Anyone else having trouble getting the Pacifica? As the Grassland is agreeing with Bailey, I may continue to use both if I every can find the Pacifica again.


----------



## nixietink (Apr 3, 2008)

I just bought some the other day. They seemed to have a few bags. 

That's crazy they expect it to go on for 6 months..
I'm going to send Champion an e-mail.


----------



## Penny & Maggie's Mom (Oct 4, 2007)

Try www.pawschoice.com Shipping is free if you order over 75.


----------



## CarolinaCasey (Jun 1, 2007)

Glad you could make the transition to Grasslands! It surprised me that they seem to have run out of product. I guess they'll be busy getting things back on the shelves.


----------



## Penny & Maggie's Mom (Oct 4, 2007)

We're using the Grasslands formula right now too for the goldens. However, the cahos ratio is too high for puppies... the other formulas are fine. It seemed that Acana was in short supply last fall, but at least the mail order places I use have better stock now.


----------



## pokey (Sep 4, 2009)

I didn't even think to check ratio and other numbers. Bailey is 9 months old, so I am hoping this will be fine for him. I know a few breeders that use Acana for their puppies and rotate formulas every bags. Now just because they are breeders doesn't mean they know everything, but I am guessing this change will be okay. I don't want to get into mail ordering food when I have so many places locally that sell pretty much any food I want. 

If the Grasslands is working I will stick with it, or maybe go back and forth. Bailey does have stinky breath, and we have wondered if it was due to the fish; so this will be an easy way to find out. The vet felt the odor was really coming from his gut and that we should try Pepsid everyday, but my daughter doesn't want to give him pills everyday if they are not really needed. Bailey is really her dog and she is living at home, so I will listen to her for the time being!

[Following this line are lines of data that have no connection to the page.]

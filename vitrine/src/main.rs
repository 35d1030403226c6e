mod app;
#[cfg(feature = "camera")]
mod camera;
mod remote;
mod sink;
mod snapshot;

use clap::Parser;
use log::error;
use std::path::PathBuf;
use std::process::ExitCode;

/// Camera-driven product showcase kiosk.
#[derive(Debug, Parser)]
#[command(name = "vitrine", version, about)]
pub struct Args {
    /// Config file (defaults to ~/.config/vitrine/config.json, then /etc/vitrine/config.json)
    #[arg(long)]
    pub config: Option<PathBuf>,

    /// Label to product catalog, overrides `catalog.path`
    #[arg(long)]
    pub catalog: Option<PathBuf>,

    /// Classifier endpoint, overrides `classifier.url`
    #[arg(long)]
    pub classifier_url: Option<String>,

    /// Snapshot file refreshed by an external capture tool
    #[arg(long, conflicts_with = "camera")]
    pub snapshot: Option<PathBuf>,

    /// V4L2 device index (needs the `camera` feature)
    #[arg(long)]
    pub camera: Option<i32>,

    /// Evaluation tick in milliseconds
    #[arg(long, default_value_t = 16)]
    pub tick_ms: u64,

    /// Write presentation commands here instead of stdout
    #[arg(long)]
    pub output: Option<PathBuf>,
}

#[tokio::main]
async fn main() -> ExitCode {
    // Initialize logging
    env_logger::Builder::from_env(
        env_logger::Env::default().default_filter_or("info")
    ).init();

    let args = Args::parse();
    match app::run(args).await {
        Ok(()) => ExitCode::SUCCESS,
        Err(e) => {
            error!("{:#}", e);
            ExitCode::FAILURE
        }
    }
}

I do wonder if it is just the supplier in my area that can not get the food since others do not seem to be having the same problem. I might try to contact Champion and see what is going on, assuming I can get them to respond. I am still waiting for a response to my 5 emails and 3 phone calls from September!!


----------



## nixietink (Apr 3, 2008)

pokey said:


> I do wonder if it is just the supplier in my area that can not get the food since others do not seem to be having the same problem. I might try to contact Champion and see what is going on, assuming I can get them to respond. I am still waiting for a response to my 5 emails and 3 phone calls from September!!

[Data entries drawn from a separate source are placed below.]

use log::warn;
use serde_json::Value;
use std::io::Write;

use vitrine_core::{PresentationSink, ProductIndex, SinkCommand};

/// Streams presentation commands as JSON lines for an external renderer.
///
/// The renderer is expected to follow every command, so the idle audio state
/// is tracked here rather than queried.
pub struct JsonLinesSink<W: Write> {
    out: W,
    idle_audio_playing: bool,
    write_failed: bool,
}

impl<W: Write> JsonLinesSink<W> {
    pub fn new(out: W) -> Self {
        Self {
            out,
            idle_audio_playing: false,
            write_failed: false,
        }
    }

    pub fn flush(&mut self) {
        if let Err(e) = self.out.flush() {
            warn!("Failed to flush presentation commands: {}", e);
        }
    }

    #[cfg(test)]
    fn into_inner(self) -> W {
        self.out
    }

    fn emit(&mut self, command: SinkCommand) {
        let mut line = match serde_json::to_value(&command) {
            Ok(value) => value,
            Err(e) => {
                warn!("Failed to encode {:?}: {}", command, e);
                return;
            }
        };
        if let Some(fields) = line.as_object_mut() {
            fields.insert("at".to_string(), Value::String(chrono::Utc::now().to_rfc3339()));
        }

        match writeln!(self.out, "{}", line) {
            Ok(()) => self.write_failed = false,
            Err(e) => {
                // Warn once per outage.
                if !self.write_failed {
                    warn!("Presentation output unavailable: {}", e);
                }
                self.write_failed = true;
            }
        }
    }
}

impl<W: Write> PresentationSink for JsonLinesSink<W> {
    fn show_welcome(&mut self) {
        self.emit(SinkCommand::ShowWelcome);
    }

    fn hide_welcome(&mut self) {
        self.emit(SinkCommand::HideWelcome);
    }

    fn show_progress_bar(&mut self) {
        self.emit(SinkCommand::ShowProgressBar);
    }

    fn hide_progress_bar(&mut self) {
        self.emit(SinkCommand::HideProgressBar);
    }

    fn hide_all_product_pages(&mut self) {
        self.emit(SinkCommand::HideAllProductPages);
    }

    fn reveal_product_page(&mut self, page_index: usize) {
        self.emit(SinkCommand::RevealProductPage { page_index });
    }

    fn animate_progress_bar(&mut self, duration_ms: u64) {
        self.emit(SinkCommand::AnimateProgressBar { duration_ms });
    }

    fn populate_content(&mut self, product: ProductIndex) {
        self.emit(SinkCommand::PopulateContent { product });
    }

    fn play_loading_cue(&mut self) {
        self.emit(SinkCommand::PlayLoadingCue);
    }

    fn play_confirmed_cue(&mut self) {
        self.emit(SinkCommand::PlayConfirmedCue);
    }

    fn start_idle_audio_loop(&mut self) {
        self.idle_audio_playing = true;
        self.emit(SinkCommand::StartIdleAudioLoop);
    }

    fn stop_idle_audio_loop(&mut self) {
        self.idle_audio_playing = false;
        self.emit(SinkCommand::StopIdleAudioLoop);
    }

    fn is_idle_audio_playing(&self) -> bool {
        self.idle_audio_playing
    }

    fn set_brand_color(&mut self, color: &str) {
        self.emit(SinkCommand::SetBrandColor {
            color: color.to_string(),
        });
    }
}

Oh geez! Well I e-mailed them and asked. I'll let you know if I get a response.


----------



## artbuc (Apr 12, 2009)

nixietink said:


> I just bought some the other day. They seemed to have a few bags.
> 
> That's crazy they expect it to go on for 6 months..
> I'm going to send Champion an e-mail.


It is already been going on for 6 months. Champion told me they shut down last August for an expansion and got behind on delivery. They denied reports that they were having difficulty starting-up the new plant. They also denied rumors that they were withdrawing from the USA market.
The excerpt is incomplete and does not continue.